PCIM Europe 2010 : International Exhibition & Conference for POWER ELECTRONICS INTELLIGENT MOTION POWER QUALITY, 4 - 6 May 2010, Exhibition Centre Nuremberg, Proceedings
Stuttgart: Mesago PCIM, 2010
ISBN: 978-3-8007-3229-6
PCIM Europe <2010, Nürnberg>
Fraunhofer IZM ()

Fatigue cracking in the inter-face between the heavy Al wire and the Al metallization of the power semiconductor is one of the major failure causes of power modules and discrete devices. These fatigue cracks are primarily caused by mismatch of the coefficients of thermal expansion (CTE) of the Al of the bonding wire and the Si of the chip. During thermal cycling periodic plastic and elastic strains occur in the interface region weakening the wire material with every cycle. Typically this leads to the initiation and growth of cracks in the interface between the wire and the metallization. The final result is a bond lift off and a failure of the device.
The main influencing factors for this degradation are the temperature swing and the maximum temperature of the cycle, the wire material and diameter and the initial wire bond quality. In the past, many publications in this field were concentrated on the reliability of complete power modules with many wire bonds. In these works the degradation process of a single wire was not monitored. Only the final result of the degradation - the bond wire lift off - was considered.
To gain more insight into the degradation process in the interface between the wire bond and the chip metallization, crack initiation and growth has to be monitored on a single wire basis. Since electrical measurements of cracks lengths in the micrometer range are not feasible and common inspection methods such as X-Ray and Acoustic Microscopes do not deliver high enough spatial resolution only metallographic cross sectioning followed by SEM or light microscope inspection can reveal the correct crack length and possibly the grain structure around the crack tip. Metallographic cross sectioning is a manual step and thus very time consuming. It is feasible only for a small number of samples but on a power semiconductor many wires (up to 20) are bonded in parallel to increase current capability and reliability of the module. In this case, cross sectioning of every wire is not possible.

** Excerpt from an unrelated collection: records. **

//! Sandboxed JEXL evaluation for route values, transform nodes, and loop
//! exit conditions.
//!
//! Expressions only ever see the context object; nothing is interpolated
//! into the expression string, and the evaluator has no host access, so a
//! hostile workflow document cannot reach outside the run state.

use serde_json::{Value, json};

// ---------------------------------------------------------------------------
// Error type
// ---------------------------------------------------------------------------

#[derive(Debug, thiserror::Error)]
pub enum ExpressionError {
    #[error("expression `{expression}` failed to evaluate: {reason}")]
    EvalFailed { expression: String, reason: String },

    #[error("expression context must be a JSON object")]
    InvalidContext,
}

// ---------------------------------------------------------------------------
// ExpressionEngine
// ---------------------------------------------------------------------------

fn arg_str(args: &[Value], index: usize) -> &str {
    args.get(index).and_then(|v| v.as_str()).unwrap_or("")
}

/// JEXL evaluator with the standard transform set registered.
///
/// Used by route nodes (`value` expressions), transform nodes
/// (`expression`), and iterators (`exitWhen`).
pub struct ExpressionEngine {
    evaluator: jexl_eval::Evaluator<'static>,
}

impl ExpressionEngine {
    pub fn new() -> Self {
        let evaluator = jexl_eval::Evaluator::new()
            .with_transform("lower", |args: &[Value]| {
                Ok(json!(arg_str(args, 0).to_lowercase()))
            })
            .with_transform("upper", |args: &[Value]| {
                Ok(json!(arg_str(args, 0).to_uppercase()))
            })
            .with_transform("trim", |args: &[Value]| Ok(json!(arg_str(args, 0).trim())))
            .with_transform("contains", |args: &[Value]| {
                Ok(json!(arg_str(args, 0).contains(arg_str(args, 1))))
            })
            .with_transform("startsWith", |args: &[Value]| {
                Ok(json!(arg_str(args, 0).starts_with(arg_str(args, 1))))
            })
            .with_transform("endsWith", |args: &[Value]| {
                Ok(json!(arg_str(args, 0).ends_with(arg_str(args, 1))))
            })
            .with_transform("split", |args: &[Value]| {
                let parts: Vec<&str> = arg_str(args, 0)
                    .split(args.get(1).and_then(|v| v.as_str()).unwrap_or(","))
                    .collect();
                Ok(json!(parts))
            })
            .with_transform("not", |args: &[Value]| {
                let val = args.first().cloned().unwrap_or(Value::Null);
                Ok(json!(!truthiness(&val)))
            })
            .with_transform("length", |args: &[Value]| {
                let len = match args.first() {
                    Some(Value::String(s)) => s.len(),
                    Some(Value::Array(a)) => a.len(),
                    Some(Value::Object(o)) => o.len(),
                    _ => 0,
                };
                Ok(json!(len as f64))
            });

        Self { evaluator }
    }

    /// Evaluate to a raw JSON value. Route `value` fields and transform
    /// expressions go through here.
    pub fn evaluate(&self, expression: &str, context: &Value) -> Result<Value, ExpressionError> {
        if !context.is_object() {
            return Err(ExpressionError::InvalidContext);
        }
        self.evaluator
            .eval_in_context(expression, context)
            .map_err(|e| ExpressionError::EvalFailed {
                expression: expression.to_string(),
                reason: e.to_string(),
            })
    }

    /// Evaluate and coerce to a boolean. Loop exit conditions are required
    /// to be explicitly boolean-valued; everything else coerces by
    /// truthiness.
    pub fn evaluate_bool(
        &self,
        expression: &str,
        context: &Value,
    ) -> Result<bool, ExpressionError> {
        Ok(truthiness(&self.evaluate(expression, context)?))
    }
}

impl Default for ExpressionEngine {
    fn default() -> Self {
        Self::new()
    }
}

/// JavaScript-like truthiness for route coercion and exit conditions.
pub fn truthiness(value: &Value) -> bool {
    match value {
        Value::Bool(b) => *b,
        Value::Null => false,
        Value::Number(n) => n.as_f64().unwrap_or(0.0) != 0.0,
        Value::String(s) => !s.is_empty(),
        Value::Array(_) | Value::Object(_) => true,
    }
}

// ---------------------------------------------------------------------------
// Tests
// ---------------------------------------------------------------------------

Typically the interface quality of heavy wire bonds right after the bonding process is evaluated by the shear test. During the shear test, a shear tool is shearing through the wire material at a defined height above the pad metallization. The measured shear force and the coverage of the sheared bond site with wire material give a clue about the bonding quality. If during thermal cycling a crack is initiated and growing this must be detectable by decreasing shear forces and coverage of the shear site. For this reason the shear test is used for detecting the crack growth.

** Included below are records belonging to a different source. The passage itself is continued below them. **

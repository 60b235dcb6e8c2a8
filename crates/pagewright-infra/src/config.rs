//! Application configuration loader.
//!
//! Reads `config.toml` from the data directory and deserializes it into
//! [`AppConfig`]. Falls back to defaults when the file is missing or
//! malformed -- a broken config file must never stop a run that would work
//! with defaults.

use std::path::{Path, PathBuf};

use pagewright_types::config::AppConfig;

/// Resolve the data directory: `PAGEWRIGHT_DATA_DIR` when set, otherwise the
/// platform data directory joined with `pagewright`.
pub fn default_data_dir() -> PathBuf {
    if let Ok(dir) = std::env::var("PAGEWRIGHT_DATA_DIR") {
        return PathBuf::from(dir);
    }
    dirs::data_dir()
        .unwrap_or_else(|| PathBuf::from("."))
        .join("pagewright")
}

/// Load configuration from `{data_dir}/config.toml`.
///
/// - Missing file: returns [`AppConfig::default()`].
/// - Unreadable or unparsable file: logs a warning and returns the default.
pub async fn load_app_config(data_dir: &Path) -> AppConfig {
    let config_path = data_dir.join("config.toml");

    let content = match tokio::fs::read_to_string(&config_path).await {
        Ok(content) => content,
        Err(err) if err.kind() == std::io::ErrorKind::NotFound => {
            tracing::debug!("no config.toml at {}, using defaults", config_path.display());
            return AppConfig::default();
        }
        Err(err) => {
            tracing::warn!("failed to read {}: {err}, using defaults", config_path.display());
            return AppConfig::default();
        }
    };

    match toml::from_str::<AppConfig>(&content) {
        Ok(config) => config,
        Err(err) => {
            tracing::warn!(
                "failed to parse {}: {err}, using defaults",
                config_path.display()
            );
            AppConfig::default()
        }
    }
}

/// SQLite URL for the artifact store: the configured override when present,
/// otherwise `artifacts.db` under the data directory.
pub fn database_url(config: &AppConfig, data_dir: &Path) -> String {
    match &config.database_url {
        Some(url) => url.clone(),
        None => format!(
            "sqlite://{}?mode=rwc",
            data_dir.join("artifacts.db").display()
        ),
    }
}
//! Pagewright CLI entry point.
//!
//! Binary name: `pwright`
//!
//! Parses CLI arguments, initializes the artifact database and provider
//! wiring where a command needs them, then dispatches to the command handler.

mod cli;
mod state;

use clap::Parser;
use clap_complete::generate;
use tracing_subscriber::EnvFilter;

use cli::{Cli, Commands};
use state::AppState;

#[tokio::main]
async fn main() -> anyhow::Result<()> {
    let cli = Cli::parse();

    // Set up tracing based on verbosity
    let filter = match cli.verbose {
        0 if cli.quiet => "error",
        0 => "warn",
        1 => "info,pagewright=debug",
        _ => "trace",
    };

    tracing_subscriber::fmt()
        .with_env_filter(EnvFilter::new(filter))
        .with_target(false)
        .init();

    // Shell completions don't need app state
    if let Commands::Completions { shell } = &cli.command {
        let mut cmd = <Cli as clap::CommandFactory>::command();
        generate(*shell, &mut cmd, "pwright", &mut std::io::stdout());
        return Ok(());
    }

    match cli.command {
        Commands::Validate { file } => {
            cli::validate::validate_file(&file, cli.json).await?;
        }

        Commands::Run {
            file,
            vars,
            replay,
            timeout_secs,
            show_cache,
        } => {
            let state = AppState::init().await?;
            cli::run::run_workflow(
                &state,
                &file,
                &vars,
                replay.as_deref(),
                timeout_secs,
                show_cache,
                cli.json,
            )
            .await?;
        }

        Commands::Artifacts { execution_id, node } => {
            let state = AppState::init().await?;
            cli::artifacts::show_artifacts(&state, &execution_id, node.as_deref(), cli.json)
                .await?;
        }

        Commands::Cache { domain } => {
            cli::cache::explain_cache(domain.as_deref(), cli.json)?;
        }

        Commands::Completions { .. } => unreachable!("handled above"),
    }

    Ok(())
}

In this poster shear results after power cycling with different temperature swings and maximum temperatures are presented. In addition, cross sections and microstructure analyses reveal that the exact path of the crack is not directly in the interface between wire and metallization but in a layer above the interface. This layer is characterized by fine grains below and coarse grains above. Also, the analysis of the crack tip area shows mainly intercrystalline crack growth.